U.S. HHS Secretary Promotes ACA At Regency Square Mall

Jan 23, 2015

U.S. Secretary of Health and Human Services Sylvia Burwell encourages people to sign up for the Affordable Care Act at Regency Square Mall
Credit Peter Haden / WJCT

With three weeks left in the health insurance marketplace open enrollment period, U.S. Secretary of Health and Human Services Sylvia Burwell was in Jacksonville Friday encouraging people to sign up for the Affordable Care Act at Regency Square Mall.

Burwell says, “So we want to meet the consumer where they are and we’re trying to get that messaging out in a number of ways. First of all I’m here to today as part of that effort, meeting with stakeholders, the events that we talked about today, the open-enrollment events.”

Burwell spoke at an ACA signup station inside the mall. She says the Healthcare.gov application process has been significantly streamlined this year. Florida leads the 37 states using the federally-run exchange in the number of people enrolled. So far, 1.2 million Floridians have signed up for a plan since open enrollment began in November.

WJCT's Peter Haden spoke with Sec. Burwell. Here's a transcript of their conversation: 

Peter: Last year was the first year of the Affordable Care Act. There were some bumps along the way. What lessons were learned from last year?

Sec. Burwell: So we learned a lot of lessons, and I would summarize what we did was, first we had a deep focus on the consumer and the consumer experience. Whether that was the website, or making it easier, the idea of going from an application for people that are new. 70 percent of them from 76 screens down to 16. Or pre-populating that information for re-enrollment, so consumer ease and the other thing is really listening to those stakeholders on the ground which is part of what I was doing today. To make sure we keep incorporating what they're saying as they are serving the communities that they're in.

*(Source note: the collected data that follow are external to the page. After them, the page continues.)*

//! Visibility and availability resolution.
//!
//! `resolve` is the single place that decides whether a viewer may see an
//! event. It fails closed: an event without public tags or guest tickets is
//! member-only, and an anonymous viewer never gets `Available` for it.

use std::fmt;
use std::str::FromStr;

use serde::{Deserialize, Serialize};

use crate::config::{EngineConfig, TierAccess};
use crate::error::ClubCalError;
use crate::event::{CapacityStatus, Event};

/// The current visitor, as reported by the host platform's login.
#[derive(Debug, Clone, Default, PartialEq, Eq, Serialize, Deserialize)]
pub struct ViewerContext {
    membership_level: Option<String>,
}

impl ViewerContext {
    pub fn anonymous() -> Self {
        ViewerContext::default()
    }

    pub fn member(level: &str) -> Self {
        ViewerContext::new(Some(level))
    }

    /// A blank level is treated as anonymous.
    pub fn new(level: Option<&str>) -> Self {
        let membership_level = level
            .map(str::trim)
            .filter(|l| !l.is_empty())
            .map(str::to_string);
        ViewerContext { membership_level }
    }

    pub fn membership_level(&self) -> Option<&str> {
        self.membership_level.as_deref()
    }

    pub fn is_logged_in(&self) -> bool {
        self.membership_level.is_some()
    }
}

/// Per-event, per-viewer registration status. Derived on every pass, never stored.
#[derive(Debug, Clone, Copy, PartialEq, Eq, Hash, PartialOrd, Ord, Serialize, Deserialize)]
#[serde(rename_all = "lowercase")]
pub enum MemberAvailability {
    Available,
    Limited,
    Waitlist,
    Public,
    Unavailable,
}

impl MemberAvailability {
    pub fn as_str(&self) -> &'static str {
        match self {
            MemberAvailability::Available => "available",
            MemberAvailability::Limited => "limited",
            MemberAvailability::Waitlist => "waitlist",
            MemberAvailability::Public => "public",
            MemberAvailability::Unavailable => "unavailable",
        }
    }

    pub fn label(&self) -> &'static str {
        match self {
            MemberAvailability::Available => "Available",
            MemberAvailability::Limited => "Limited spots",
            MemberAvailability::Waitlist => "Waitlist",
            MemberAvailability::Public => "Public event",
            MemberAvailability::Unavailable => "Members only",
        }
    }

    /// Label tailored to the viewer's tier, e.g. "No alumni tickets".
    pub fn label_for(&self, viewer: &ViewerContext, config: &EngineConfig) -> String {
        let Some(tier) = viewer.membership_level() else {
            return self.label().to_string();
        };
        match (self, config.access_for(tier)) {
            (MemberAvailability::Unavailable, TierAccess::PublicOnly) => {
                format!("No {} tickets", tier.to_lowercase())
            }
            (MemberAvailability::Public, TierAccess::GuestTicketsOnly) => {
                "Guest tickets available".to_string()
            }
            _ => self.label().to_string(),
        }
    }
}

impl fmt::Display for MemberAvailability {
    fn fmt(&self, f: &mut fmt::Formatter<'_>) -> fmt::Result {
        f.write_str(self.as_str())
    }
}

impl FromStr for MemberAvailability {
    type Err = ClubCalError;

    fn from_str(s: &str) -> Result<Self, Self::Err> {
        match s.trim().to_lowercase().as_str() {
            "available" => Ok(MemberAvailability::Available),
            "limited" => Ok(MemberAvailability::Limited),
            "waitlist" => Ok(MemberAvailability::Waitlist),
            "public" => Ok(MemberAvailability::Public),
            "unavailable" => Ok(MemberAvailability::Unavailable),
            _ => Err(ClubCalError::invalid_filter("availability", s)),
        }
    }
}

/// Capacity overrides the default status: full rosters waitlist, low ones are limited.
fn capacity_override(capacity: CapacityStatus) -> Option<MemberAvailability> {
    match capacity {
        CapacityStatus::Full => Some(MemberAvailability::Waitlist),
        CapacityStatus::Low => Some(MemberAvailability::Limited),
        CapacityStatus::Available | CapacityStatus::Unlimited => None,
    }
}

/// Resolve what `viewer` sees for `event`.
///
/// Visibility is decided before capacity, so a full member-only event is
/// `Unavailable` to anonymous viewers rather than `Waitlist`.
pub fn resolve(event: &Event, viewer: &ViewerContext, config: &EngineConfig) -> MemberAvailability {
    let public = event.is_public();
    let capacity = event.capacity_status(config.low_capacity_threshold);

    let Some(tier) = viewer.membership_level() else {
        if !public {
            return MemberAvailability::Unavailable;
        }
        return capacity_override(capacity).unwrap_or(MemberAvailability::Public);
    };

    let (permitted, default) = match config.access_for(tier) {
        TierAccess::Full => (true, MemberAvailability::Available),
        TierAccess::PublicOnly => (
            public || event.has_ticket_for(tier),
            MemberAvailability::Available,
        ),
        TierAccess::GuestTicketsOnly => (event.has_guest_tickets, MemberAvailability::Public),
    };

    if !permitted {
        return MemberAvailability::Unavailable;
    }
    capacity_override(capacity).unwrap_or(default)
}

#[cfg(test)]
mod tests {
    use super::*;
    use chrono::{DateTime, TimeZone, Utc};

    fn start() -> DateTime<Utc> {
        Utc.with_ymd_and_hms(2025, 4, 12, 17, 0, 0).unwrap()
    }

    fn member_only() -> Event {
        Event::new(1, "Happy Hikers: Ridge Trail", start()).with_tags(["hiking"])
    }

    fn public_event() -> Event {
        Event::new(2, "Open House", start()).with_tags(["public event", "hiking"])
    }

    #[test]
    fn test_anonymous_member_only_is_unavailable() {
        let config = EngineConfig::default();
        let viewer = ViewerContext::anonymous();
        assert_eq!(resolve(&member_only(), &viewer, &config), MemberAvailability::Unavailable);
    }

    #[test]
    fn test_anonymous_untagged_event_fails_closed() {
        let config = EngineConfig::default();
        let event = Event::new(3, "Mystery", start());
        assert_eq!(
            resolve(&event, &ViewerContext::anonymous(), &config),
            MemberAvailability::Unavailable
        );
    }

    #[test]
    fn test_anonymous_full_member_only_is_not_waitlist() {
        let config = EngineConfig::default();
        let event = member_only().with_spots_remaining(0);
        assert_eq!(
            resolve(&event, &ViewerContext::anonymous(), &config),
            MemberAvailability::Unavailable
        );
    }

    #[test]
    fn test_anonymous_public_event() {
        let config = EngineConfig::default();
        let viewer = ViewerContext::anonymous();
        assert_eq!(resolve(&public_event(), &viewer, &config), MemberAvailability::Public);
        let guest = Event::new(4, "Mixer", start()).with_guest_tickets(true);
        assert_eq!(resolve(&guest, &viewer, &config), MemberAvailability::Public);
    }

    #[test]
    fn test_anonymous_public_event_capacity_overrides() {
        let config = EngineConfig::default();
        let viewer = ViewerContext::anonymous();
        let full = public_event().with_spots_remaining(0);
        let low = public_event().with_spots_remaining(2);
        assert_eq!(resolve(&full, &viewer, &config), MemberAvailability::Waitlist);
        assert_eq!(resolve(&low, &viewer, &config), MemberAvailability::Limited);
    }

    #[test]
    fn test_member_capacity_statuses() {
        let config = EngineConfig::default();
        let viewer = ViewerContext::member("NewcomerMember");
        assert_eq!(resolve(&member_only(), &viewer, &config), MemberAvailability::Available);
        assert_eq!(
            resolve(&member_only().with_spots_remaining(3), &viewer, &config),
            MemberAvailability::Limited
        );
        assert_eq!(
            resolve(&member_only().with_spots_remaining(0), &viewer, &config),
            MemberAvailability::Waitlist
        );
        assert_eq!(
            resolve(&member_only().with_spots_remaining(10), &viewer, &config),
            MemberAvailability::Available
        );
    }

    #[test]
    fn test_member_sees_public_event_as_available() {
        let config = EngineConfig::default();
        let viewer = ViewerContext::member("Newbie");
        assert_eq!(resolve(&public_event(), &viewer, &config), MemberAvailability::Available);
    }

    #[test]
    fn test_alumni_restricted_to_public_or_alumni_tickets() {
        let config = EngineConfig::default();
        let viewer = ViewerContext::member("Alumni");
        assert_eq!(resolve(&member_only(), &viewer, &config), MemberAvailability::Unavailable);
        assert_eq!(resolve(&public_event(), &viewer, &config), MemberAvailability::Available);

        let alumni_ticket = member_only().with_ticket_type("Alumni");
        assert_eq!(resolve(&alumni_ticket, &viewer, &config), MemberAvailability::Available);
    }

    #[test]
    fn test_guest_tier_needs_guest_tickets() {
        let config = EngineConfig::default();
        let viewer = ViewerContext::member("Guest");
        // Tagged public is not enough for the guest tier
        assert_eq!(resolve(&public_event(), &viewer, &config), MemberAvailability::Unavailable);
        let guest = public_event().with_guest_tickets(true);
        assert_eq!(resolve(&guest, &viewer, &config), MemberAvailability::Public);
        assert_eq!(
            resolve(&guest.with_spots_remaining(1), &viewer, &config),
            MemberAvailability::Limited
        );
    }

    #[test]
    fn test_configured_threshold() {
        let config = EngineConfig {
            low_capacity_threshold: 5,
            ..EngineConfig::default()
        };
        let viewer = ViewerContext::member("Newbie");
        let event = member_only().with_spots_remaining(5);
        assert_eq!(resolve(&event, &viewer, &config), MemberAvailability::Limited);
    }

    #[test]
    fn test_blank_level_is_anonymous() {
        let viewer = ViewerContext::new(Some("   "));
        assert!(!viewer.is_logged_in());
        assert_eq!(
            resolve(&member_only(), &viewer, &EngineConfig::default()),
            MemberAvailability::Unavailable
        );
    }

    #[test]
    fn test_labels() {
        let config = EngineConfig::default();
        let alumni = ViewerContext::member("Alumni");
        let guest = ViewerContext::member("Guest");
        let anonymous = ViewerContext::anonymous();
        assert_eq!(MemberAvailability::Unavailable.label_for(&anonymous, &config), "Members only");
        assert_eq!(MemberAvailability::Unavailable.label_for(&alumni, &config), "No alumni tickets");
        assert_eq!(
            MemberAvailability::Public.label_for(&guest, &config),
            "Guest tickets available"
        );
        assert_eq!(MemberAvailability::Limited.label(), "Limited spots");
    }

    #[test]
    fn test_parse_availability() {
        assert_eq!("Waitlist".parse::<MemberAvailability>().unwrap(), MemberAvailability::Waitlist);
        assert!("sold-out".parse::<MemberAvailability>().is_err());
    }
}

Peter: Secretary, I wanted to ask you about a phenomenon that's called The Cliff, it's a tax issue about people who are doing their taxes. For example, if they're four times the poverty level, they qualify for a subsidy, and if they earned somewhat more than that, which they didn't estimate on their original application, they could be penalized or actually taxed. Can you speak to that?

Sec. Burwell: So with regard to the tax issue across the board, I think one of the most important things is as we go into this tax season that over three quarters of everyone will just check a box. For those that are in the market place and have received that benefit of the subsidy for the period of time, that you will receive information on in the mail and it's a form called a 1095A and it's important for people to know.

It will be labeled; "Important Tax Information" and it will help you figure out if you've paid too much or if you've received too much subsidy or too little subsidy which could help you with your taxes. For those that are flipping over that edge, there are a number of things.

One is making sure that you fill out month by month, because that's why you get this form and it will ask you, so there are different months where you have had different subsidies in terms of how that will calculate in your taxes. So the last category of those who did not have insurance and a number of those people will be exempt because they can't afford insurance.

Certainly those here in the state of Florida that are a part of the gap because of a lack of Medicaid expansion, will not be paying any fees at all. Those who can't afford healthcare won't be paying any fees at all. Those who have had certain types of traumatic life events, suffered from a natural disaster won't as well.

The only people that will be in that category will be people who actually could afford it and made a choice not to engage in healthcare. And that's about the personal responsibility of all of us being part of a system, so you don't wait until you're sick and then have everybody else paying for your care.